Date of Award

1999

Degree Type

Thesis (On-Campus Access Only)

First Advisor

Jacqueline Waggoner

Abstract

This research project attempted to answer the following questions: (a) How does the pacing of a choral rehearsal affect time on task? (b) Do the needs of pacing differ in a ninety minute modified block rehearsal as compared to a forty-five minute rehearsal? (c) How do effective teachers minimize the amount of time spent on non-musical interruptions such as fund raising, attendance and planning tour details? (d) How much time do effective teachers spend on warm ups and the teaching of music fundamentals? The majority of the research required for this study was collected at seven AAAA high schools. The participants in this study were the advanced SATB performing choirs. Information for this study was gathered by means of direct observation, teacher interviews and written surveys.
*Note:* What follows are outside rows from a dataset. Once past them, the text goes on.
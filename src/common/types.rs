//! Shared type definitions for the Mines engine
//!
//! Canonical value types used by every component: player identity,
//! integer token amounts and fixed-point payout multipliers.

use serde::{Deserialize, Serialize};
use std::fmt;

/// Opaque account identifier supplied by the wallet/session layer
#[derive(Clone, Debug, PartialEq, Eq, PartialOrd, Ord, Hash, Serialize, Deserialize)]
#[serde(transparent)]
pub struct PlayerId(String);

impl PlayerId {
    pub fn new(id: impl Into<String>) -> Self {
        Self(id.into())
    }

    pub fn as_str(&self) -> &str {
        &self.0
    }
}

impl From<&str> for PlayerId {
    fn from(id: &str) -> Self {
        Self(id.to_string())
    }
}

impl From<String> for PlayerId {
    fn from(id: String) -> Self {
        Self(id)
    }
}

impl fmt::Display for PlayerId {
    fn fmt(&self, f: &mut fmt::Formatter<'_>) -> fmt::Result {
        f.write_str(&self.0)
    }
}

/// Token amount in base units (8 decimals per whole token)
#[derive(Clone, Copy, Debug, Default, PartialEq, Eq, PartialOrd, Ord, Hash, Serialize, Deserialize)]
#[serde(transparent)]
pub struct Amount(u64);

impl Amount {
    /// Base units per whole token
    pub const UNIT: u64 = 100_000_000;
    pub const DECIMALS: u32 = 8;
    pub const ZERO: Amount = Amount(0);

    pub const fn from_base_units(units: u64) -> Self {
        Self(units)
    }

    /// Whole tokens, saturating at `u64::MAX` base units
    pub const fn tokens(whole: u64) -> Self {
        Self(whole.saturating_mul(Self::UNIT))
    }

    pub const fn base_units(self) -> u64 {
        self.0
    }

    pub const fn is_zero(self) -> bool {
        self.0 == 0
    }

    pub fn checked_add(self, other: Amount) -> Option<Amount> {
        self.0.checked_add(other.0).map(Amount)
    }

    pub fn checked_sub(self, other: Amount) -> Option<Amount> {
        self.0.checked_sub(other.0).map(Amount)
    }

    pub fn saturating_add(self, other: Amount) -> Amount {
        Amount(self.0.saturating_add(other.0))
    }

    pub fn saturating_sub(self, other: Amount) -> Amount {
        Amount(self.0.saturating_sub(other.0))
    }

    /// Parse a decimal token string such as `"12"`, `"0.1"` or `"2.50"`.
    ///
    /// Returns `None` for malformed input, more than 8 fractional digits,
    /// or values that do not fit in `u64` base units.
    pub fn parse_tokens(input: &str) -> Option<Amount> {
        let input = input.trim();
        let (whole, frac) = match input.split_once('.') {
            Some((w, f)) => (w, f),
            None => (input, ""),
        };
        if whole.is_empty() && frac.is_empty() {
            return None;
        }
        if frac.len() > Self::DECIMALS as usize {
            return None;
        }
        if !whole.chars().all(|c| c.is_ascii_digit()) || !frac.chars().all(|c| c.is_ascii_digit()) {
            return None;
        }

        let whole: u64 = if whole.is_empty() { 0 } else { whole.parse().ok()? };
        let frac_units: u64 = if frac.is_empty() {
            0
        } else {
            let padded = format!("{:0<width$}", frac, width = Self::DECIMALS as usize);
            padded.parse().ok()?
        };

        whole
            .checked_mul(Self::UNIT)?
            .checked_add(frac_units)
            .map(Amount)
    }
}

impl fmt::Display for Amount {
    fn fmt(&self, f: &mut fmt::Formatter<'_>) -> fmt::Result {
        let whole = self.0 / Self::UNIT;
        let frac = format!("{:08}", self.0 % Self::UNIT);
        let trimmed = frac.trim_end_matches('0');
        let frac = if trimmed.len() < 2 { &frac[..2] } else { trimmed };
        write!(f, "{}.{}", whole, frac)
    }
}

/// Fixed-point payout multiplier with 8 fractional digits.
///
/// Stored as `u128` so the full-board multiplier of the largest supported
/// grid (C(100, 50) for a 10x10 board) still fits after scaling.
#[derive(Clone, Copy, Debug, PartialEq, Eq, PartialOrd, Ord, Hash, Serialize, Deserialize)]
#[serde(transparent)]
pub struct Multiplier(u128);

impl Multiplier {
    pub const SCALE: u128 = 100_000_000;
    pub const DECIMALS: u8 = 8;
    pub const ONE: Multiplier = Multiplier(Self::SCALE);

    pub const fn from_scaled(scaled: u128) -> Self {
        Self(scaled)
    }

    pub const fn scaled(self) -> u128 {
        self.0
    }

    /// Lossy view for reporting and statistics only; settlement never uses it
    pub fn as_f64(self) -> f64 {
        self.0 as f64 / Self::SCALE as f64
    }

    /// Truncate toward zero to `digits` fractional digits (capped at 8)
    pub fn truncate_to(self, digits: u8) -> Self {
        let digits = digits.min(Self::DECIMALS);
        let step = 10u128.pow(u32::from(Self::DECIMALS - digits));
        Self(self.0 / step * step)
    }
}

impl Default for Multiplier {
    fn default() -> Self {
        Self::ONE
    }
}

impl fmt::Display for Multiplier {
    fn fmt(&self, f: &mut fmt::Formatter<'_>) -> fmt::Result {
        let whole = self.0 / Self::SCALE;
        let frac = format!("{:08}", self.0 % Self::SCALE);
        let trimmed = frac.trim_end_matches('0');
        let frac = if trimmed.len() < 2 { &frac[..2] } else { trimmed };
        write!(f, "{}.{}x", whole, frac)
    }
}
To protect the rights to privacy of the participants no names were used in the study. Data were collected by myself and by high school students who were trained in the procedure. Collection methods were in the form of direct observation, teacher interviews, students interviews, and survey results. Findings indicated that the pacing of a choral rehearsal greatly affects student time on task. Also indicated is that the ninety minute rehearsal is not preferable but that careful organization and planning can minimize the negative aspects of not seeing the students every day. Further findings indicate that the director must prepare and present rehearsals which are varied and well paced, and must minimize the amount of time spent on nonmusical activities by using students to do specific tasks.